WHAT YOU SHOULD DO: Search the data below for "events"; list each line that holds it.

[Collected data entries]
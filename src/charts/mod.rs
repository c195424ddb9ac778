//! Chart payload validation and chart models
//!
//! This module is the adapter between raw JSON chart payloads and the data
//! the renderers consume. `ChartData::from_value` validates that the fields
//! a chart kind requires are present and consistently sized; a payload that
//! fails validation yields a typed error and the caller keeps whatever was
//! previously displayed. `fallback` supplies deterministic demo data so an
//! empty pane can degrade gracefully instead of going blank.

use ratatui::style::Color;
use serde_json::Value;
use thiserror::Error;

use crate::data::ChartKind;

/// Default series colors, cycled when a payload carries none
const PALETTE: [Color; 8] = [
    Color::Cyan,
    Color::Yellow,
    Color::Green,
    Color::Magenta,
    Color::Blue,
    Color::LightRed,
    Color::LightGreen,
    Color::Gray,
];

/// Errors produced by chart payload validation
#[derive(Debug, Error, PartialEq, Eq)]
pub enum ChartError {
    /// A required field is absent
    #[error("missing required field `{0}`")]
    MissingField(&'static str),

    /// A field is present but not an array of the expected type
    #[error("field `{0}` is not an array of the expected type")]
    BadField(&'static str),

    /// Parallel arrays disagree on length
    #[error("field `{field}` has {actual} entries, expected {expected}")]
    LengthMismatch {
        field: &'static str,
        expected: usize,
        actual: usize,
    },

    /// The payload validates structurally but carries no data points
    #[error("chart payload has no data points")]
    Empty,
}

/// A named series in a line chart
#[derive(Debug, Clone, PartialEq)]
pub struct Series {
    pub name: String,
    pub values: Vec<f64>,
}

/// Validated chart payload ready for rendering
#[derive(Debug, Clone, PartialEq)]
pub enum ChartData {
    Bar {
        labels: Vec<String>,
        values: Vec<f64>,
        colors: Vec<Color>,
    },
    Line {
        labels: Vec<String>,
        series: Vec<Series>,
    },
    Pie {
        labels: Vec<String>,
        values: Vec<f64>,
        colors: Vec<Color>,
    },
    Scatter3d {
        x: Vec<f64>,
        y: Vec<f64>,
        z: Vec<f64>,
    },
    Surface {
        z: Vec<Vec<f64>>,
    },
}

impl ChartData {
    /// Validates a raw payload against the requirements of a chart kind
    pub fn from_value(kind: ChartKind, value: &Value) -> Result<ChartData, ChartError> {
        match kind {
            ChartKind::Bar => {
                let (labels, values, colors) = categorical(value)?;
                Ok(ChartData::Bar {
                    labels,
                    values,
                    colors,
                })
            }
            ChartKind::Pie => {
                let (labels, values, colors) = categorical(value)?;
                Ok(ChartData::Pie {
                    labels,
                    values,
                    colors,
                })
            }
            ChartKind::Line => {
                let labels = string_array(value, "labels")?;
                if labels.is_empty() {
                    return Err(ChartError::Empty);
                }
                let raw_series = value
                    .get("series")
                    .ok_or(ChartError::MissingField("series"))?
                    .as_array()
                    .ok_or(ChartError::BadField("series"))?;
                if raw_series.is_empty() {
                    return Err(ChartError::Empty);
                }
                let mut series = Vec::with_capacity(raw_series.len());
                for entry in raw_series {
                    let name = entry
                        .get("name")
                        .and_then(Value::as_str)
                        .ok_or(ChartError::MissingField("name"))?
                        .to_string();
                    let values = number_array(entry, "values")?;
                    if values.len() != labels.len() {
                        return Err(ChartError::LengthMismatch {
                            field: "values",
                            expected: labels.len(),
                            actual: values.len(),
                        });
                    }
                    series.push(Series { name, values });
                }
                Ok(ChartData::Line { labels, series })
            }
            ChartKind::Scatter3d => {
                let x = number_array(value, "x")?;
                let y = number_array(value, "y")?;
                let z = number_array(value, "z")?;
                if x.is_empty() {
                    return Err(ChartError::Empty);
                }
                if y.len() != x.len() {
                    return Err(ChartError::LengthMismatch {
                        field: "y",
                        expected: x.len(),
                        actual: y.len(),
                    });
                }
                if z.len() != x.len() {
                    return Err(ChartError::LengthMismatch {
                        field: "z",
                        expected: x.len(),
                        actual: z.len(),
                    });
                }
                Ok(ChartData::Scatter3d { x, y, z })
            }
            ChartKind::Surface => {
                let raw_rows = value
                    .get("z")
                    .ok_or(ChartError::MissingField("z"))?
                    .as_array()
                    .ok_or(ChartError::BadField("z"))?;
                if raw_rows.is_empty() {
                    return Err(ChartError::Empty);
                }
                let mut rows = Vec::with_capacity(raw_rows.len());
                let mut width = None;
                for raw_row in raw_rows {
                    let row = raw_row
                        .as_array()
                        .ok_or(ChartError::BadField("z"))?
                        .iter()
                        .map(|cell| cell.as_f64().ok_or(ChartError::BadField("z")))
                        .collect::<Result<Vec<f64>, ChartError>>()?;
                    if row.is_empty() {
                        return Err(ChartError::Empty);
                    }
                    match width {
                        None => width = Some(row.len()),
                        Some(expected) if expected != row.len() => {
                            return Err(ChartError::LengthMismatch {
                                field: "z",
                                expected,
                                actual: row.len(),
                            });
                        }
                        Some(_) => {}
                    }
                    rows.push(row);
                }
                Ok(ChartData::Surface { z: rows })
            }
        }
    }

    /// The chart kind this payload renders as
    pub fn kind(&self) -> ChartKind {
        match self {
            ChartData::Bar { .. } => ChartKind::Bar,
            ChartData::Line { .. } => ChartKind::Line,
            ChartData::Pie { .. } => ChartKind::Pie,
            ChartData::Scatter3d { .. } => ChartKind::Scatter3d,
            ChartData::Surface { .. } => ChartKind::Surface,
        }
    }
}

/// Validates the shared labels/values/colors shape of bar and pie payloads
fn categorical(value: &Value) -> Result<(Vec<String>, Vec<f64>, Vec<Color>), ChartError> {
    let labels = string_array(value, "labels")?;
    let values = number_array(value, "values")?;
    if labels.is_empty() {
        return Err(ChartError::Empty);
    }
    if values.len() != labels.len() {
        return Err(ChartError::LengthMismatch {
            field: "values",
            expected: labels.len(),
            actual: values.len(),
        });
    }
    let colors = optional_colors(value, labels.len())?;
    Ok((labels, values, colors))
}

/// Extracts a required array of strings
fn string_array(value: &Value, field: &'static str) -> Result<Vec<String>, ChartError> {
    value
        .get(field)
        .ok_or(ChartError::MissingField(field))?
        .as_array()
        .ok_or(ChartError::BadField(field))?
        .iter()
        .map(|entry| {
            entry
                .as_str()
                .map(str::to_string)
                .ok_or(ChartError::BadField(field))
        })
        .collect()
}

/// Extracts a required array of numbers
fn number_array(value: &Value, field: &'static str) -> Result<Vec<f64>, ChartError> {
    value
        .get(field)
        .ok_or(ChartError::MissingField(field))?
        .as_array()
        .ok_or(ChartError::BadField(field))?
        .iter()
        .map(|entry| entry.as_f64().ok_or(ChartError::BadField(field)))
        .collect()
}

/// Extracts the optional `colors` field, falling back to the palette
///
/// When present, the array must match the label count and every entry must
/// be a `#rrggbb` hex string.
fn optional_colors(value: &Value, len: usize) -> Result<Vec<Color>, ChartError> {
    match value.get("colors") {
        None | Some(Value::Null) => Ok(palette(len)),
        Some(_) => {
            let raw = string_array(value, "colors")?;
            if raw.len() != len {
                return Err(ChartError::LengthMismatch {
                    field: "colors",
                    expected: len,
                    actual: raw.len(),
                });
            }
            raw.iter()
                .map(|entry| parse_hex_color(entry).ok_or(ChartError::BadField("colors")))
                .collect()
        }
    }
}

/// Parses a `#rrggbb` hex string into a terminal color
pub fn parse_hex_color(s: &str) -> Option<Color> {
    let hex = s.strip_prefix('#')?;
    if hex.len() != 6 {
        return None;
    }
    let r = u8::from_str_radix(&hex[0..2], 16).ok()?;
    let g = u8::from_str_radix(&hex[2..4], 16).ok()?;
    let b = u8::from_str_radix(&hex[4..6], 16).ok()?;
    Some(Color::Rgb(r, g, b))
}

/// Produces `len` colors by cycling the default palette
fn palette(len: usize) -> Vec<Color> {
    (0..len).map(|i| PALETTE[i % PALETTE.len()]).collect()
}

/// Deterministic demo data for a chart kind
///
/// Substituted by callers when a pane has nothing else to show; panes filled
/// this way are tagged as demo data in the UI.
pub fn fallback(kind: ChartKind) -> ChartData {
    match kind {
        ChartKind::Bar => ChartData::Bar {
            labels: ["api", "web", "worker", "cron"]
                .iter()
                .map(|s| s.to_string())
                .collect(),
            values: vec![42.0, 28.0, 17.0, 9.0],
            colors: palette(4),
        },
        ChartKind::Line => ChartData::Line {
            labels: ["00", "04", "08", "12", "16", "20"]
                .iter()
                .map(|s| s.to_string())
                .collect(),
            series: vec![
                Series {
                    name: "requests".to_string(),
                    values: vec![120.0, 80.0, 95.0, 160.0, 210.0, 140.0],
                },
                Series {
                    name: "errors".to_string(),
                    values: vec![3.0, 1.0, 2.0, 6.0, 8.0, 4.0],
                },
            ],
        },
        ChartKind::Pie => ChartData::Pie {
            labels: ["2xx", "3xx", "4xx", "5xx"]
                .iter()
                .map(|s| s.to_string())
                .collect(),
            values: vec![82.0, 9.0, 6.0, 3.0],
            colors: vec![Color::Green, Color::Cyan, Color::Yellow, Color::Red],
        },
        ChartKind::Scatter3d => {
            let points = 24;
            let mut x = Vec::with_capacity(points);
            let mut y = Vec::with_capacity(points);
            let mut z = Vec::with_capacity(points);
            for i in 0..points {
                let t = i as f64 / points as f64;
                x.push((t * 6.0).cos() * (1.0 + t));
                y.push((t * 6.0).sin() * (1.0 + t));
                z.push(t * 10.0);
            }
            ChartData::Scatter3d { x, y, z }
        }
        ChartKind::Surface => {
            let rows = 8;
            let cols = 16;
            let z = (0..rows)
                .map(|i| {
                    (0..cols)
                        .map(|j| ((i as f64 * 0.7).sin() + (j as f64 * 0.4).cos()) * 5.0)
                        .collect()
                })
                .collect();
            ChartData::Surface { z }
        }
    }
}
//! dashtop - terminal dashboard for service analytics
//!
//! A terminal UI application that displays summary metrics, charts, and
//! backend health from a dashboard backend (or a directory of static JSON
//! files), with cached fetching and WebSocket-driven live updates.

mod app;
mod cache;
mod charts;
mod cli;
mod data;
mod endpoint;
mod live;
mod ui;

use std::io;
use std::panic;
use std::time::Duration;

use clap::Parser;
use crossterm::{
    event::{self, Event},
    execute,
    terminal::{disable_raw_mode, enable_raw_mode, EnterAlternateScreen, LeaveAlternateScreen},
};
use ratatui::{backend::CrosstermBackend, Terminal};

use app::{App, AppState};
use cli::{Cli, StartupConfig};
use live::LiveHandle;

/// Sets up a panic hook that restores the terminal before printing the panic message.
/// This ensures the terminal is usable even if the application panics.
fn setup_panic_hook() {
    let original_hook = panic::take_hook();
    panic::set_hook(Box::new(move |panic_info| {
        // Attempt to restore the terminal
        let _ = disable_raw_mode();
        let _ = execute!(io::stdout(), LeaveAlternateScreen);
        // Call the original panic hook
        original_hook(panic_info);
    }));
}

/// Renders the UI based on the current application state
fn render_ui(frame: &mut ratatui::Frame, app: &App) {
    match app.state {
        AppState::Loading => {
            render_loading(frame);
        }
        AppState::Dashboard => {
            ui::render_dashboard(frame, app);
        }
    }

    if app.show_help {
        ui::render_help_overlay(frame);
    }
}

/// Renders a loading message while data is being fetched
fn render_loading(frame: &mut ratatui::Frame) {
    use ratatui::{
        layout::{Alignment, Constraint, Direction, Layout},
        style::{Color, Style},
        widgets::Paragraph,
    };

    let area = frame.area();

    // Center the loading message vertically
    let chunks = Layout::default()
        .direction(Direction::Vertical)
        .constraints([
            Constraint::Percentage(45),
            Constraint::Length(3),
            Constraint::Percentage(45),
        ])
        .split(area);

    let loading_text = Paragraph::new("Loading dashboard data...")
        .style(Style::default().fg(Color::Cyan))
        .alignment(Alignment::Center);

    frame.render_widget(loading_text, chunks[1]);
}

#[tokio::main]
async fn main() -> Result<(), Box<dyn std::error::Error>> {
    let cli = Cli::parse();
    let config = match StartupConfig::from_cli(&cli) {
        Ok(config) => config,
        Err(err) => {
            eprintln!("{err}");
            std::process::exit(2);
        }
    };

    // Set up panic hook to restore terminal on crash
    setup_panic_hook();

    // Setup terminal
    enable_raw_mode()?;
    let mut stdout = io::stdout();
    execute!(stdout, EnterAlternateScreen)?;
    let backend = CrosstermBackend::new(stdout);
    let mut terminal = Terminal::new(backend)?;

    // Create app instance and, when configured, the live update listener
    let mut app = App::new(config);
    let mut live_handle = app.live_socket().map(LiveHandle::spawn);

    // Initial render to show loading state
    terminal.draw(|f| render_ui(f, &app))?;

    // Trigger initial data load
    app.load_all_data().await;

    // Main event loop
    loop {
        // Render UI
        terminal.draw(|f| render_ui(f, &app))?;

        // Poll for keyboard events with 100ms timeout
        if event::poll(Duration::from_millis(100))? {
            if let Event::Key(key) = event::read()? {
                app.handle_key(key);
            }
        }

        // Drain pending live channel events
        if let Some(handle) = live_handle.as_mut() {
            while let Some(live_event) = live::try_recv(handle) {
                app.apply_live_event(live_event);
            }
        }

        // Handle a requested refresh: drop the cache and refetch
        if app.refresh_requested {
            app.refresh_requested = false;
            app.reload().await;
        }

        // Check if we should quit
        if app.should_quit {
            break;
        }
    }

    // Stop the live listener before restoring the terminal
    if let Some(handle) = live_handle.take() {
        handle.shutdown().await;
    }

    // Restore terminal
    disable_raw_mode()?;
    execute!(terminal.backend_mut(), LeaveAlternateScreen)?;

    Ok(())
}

RESPONSE TO THE TASK:
        // Poll for keyboard events with 100ms timeout
        // Drain pending live channel events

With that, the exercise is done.